The Cape Verde islands may send you scrabbling for an atlas but get used to the name. They are threatening to be the new big thing, to the point where they are being lauded as the "new Caribbean".
New flights from Britain, which take around six hours, land o the island of Sal, which is leading this tourism boom. Its year-round warmth and paradisiacal white sand beaches have seen holiday resorts mushroom.
Tet Sal is pancake-flat and barren. so to really appreciate Cape Verde's crumbling colonial cities, dramatic vistas and Creole culture, you need to island hop, and an excellent domestic air service ensures three or four of them can be comfortably seen in a week.
Santiago is the largest island, hosting half of Cape Verde's 475000 inhabitants. The nation was born here in 1460 when the navigator Antonio de Noli claimed the islands for Portugal. The first settlement, Ribeira Grande, is now a historical monument. Defending the settlement is a square fort, cannons still pointing into the Alantic. Yet it was of little use protecting against marauding pirates.
Cultural mix
Locals will tell you they are Africans with a European outlook, although this union has been fraught. Most sinisterly, Ribeira Grande's main plaza retains a gibbet where the Portuguese once hanged their slaves.
Mindelo city, on Sao Vicente island, best captures Cape Verde's Creole mood. It is very pretty. Facades of limegreen and sky-blue colonial buildings are arranged around a semi-circular deepwater harbour and children splash all day in the city beach's creamy surf.
But to glimpse inside the Cape Verdean soul, sampling Mindelo's nocturnal cuisine and music is essential. The gastronomy is an Afro-European fusion based around seafood. A local dish worth tasting is cachupa: a bean stew with vegetables and meat.
After midnight, Mindelo resonates to the rhythmic drumming of slave inspired Funana and zouk, an import from the French Antilles, danced intimately toe-to-toe by couples. Musically, Cape Verde is best known for the soulful ballads of morna: most notably sung by the internationally acclaimed Cesaria Evora.
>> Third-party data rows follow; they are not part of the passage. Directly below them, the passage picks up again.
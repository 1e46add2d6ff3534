//! Repochat: natural-language front end for GitHub repository operations.
//!
//! Free-text commands are interpreted into a structured intent + parameters
//! payload, either by a local first-match-wins rule table or by a hosted
//! language model, then dispatched against the GitHub API with per-action
//! error containment. Also exports a model-context document (`mcp.json`)
//! summarising a repository, and answers free-text questions over an
//! exported document.

pub mod agent;
pub mod config;
pub mod dispatch;
pub mod display;
pub mod export;
pub mod github;
pub mod llm;
pub mod parser;
pub mod types;

pub use agent::ContextAgent;
pub use config::Config;
pub use dispatch::Dispatcher;
pub use export::{ModelContextDocument, generate_context, write_context};
pub use github::{GitHubHost, RepoHost};
pub use llm::RemoteInterpreter;
pub use parser::{Interpreter, PatternInterpreter};
pub use types::{
    ActionBatch, ActionOutcome, CommentSummary, CommitDetail, CommitSummary, Contributor, Intent,
    Interpretation, IssueState, IssueSummary, PullSummary, Repo, RepoError, RepoSummary,
    StructuredCommand, TreeItem,
};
Looming across Mindelo's harbour is the shadowy massif of Santo Antao. Just an hour's ferry away, this is Cape Verde's most beautiful island. Don't be fooled by the parched outer slopes of its volcanic complex, the interior is verdant and fertile. It is a walker's paradise. The ribeiras (valleys) sweep away in black-soil terraces of maize and almond tres, plummeting sometimes more than a kilometre towards pinprick hamlets at the valley bottoms.
Of particular interest are the sugar cane plantations. Santo Antao produces Cape Verde's mulekicking cane spirit, grog. At Senor Silva's sugar mill, visitors can call into his courtyard where his family has distilled it for 400 years. An ox-driven wooden press resembling a medieval torture-rack pulps the sugar cane and tarste-test grog in its more palatable form: sweetened with cane honey to make a moreish concoction called ponch.
Fiery origins
Only Fogo Island outdoes Santo Antao for drama. Fogo's active volcano towers above the sea: testament to the fiery origins of the whole archipelago. Despite eruptions in 1951 and 1995, the villagers of Cha das Caldeiras stubbornly remain living inside Fogo's mammoth crater, tending their grapevines in the thick basalt ash amid a mooscape of tumbled black lava-flows and prevailing wafts of sulphur.
If you do make the blistering four-hour ascent to the highest point of the volcano (2800m), the reward is breathtaking views. Gazing out over the Atlantic, it is easy to wonder just when and where the next cone might burst from the sea to add yet another diverse landscape to these already exotic little isles.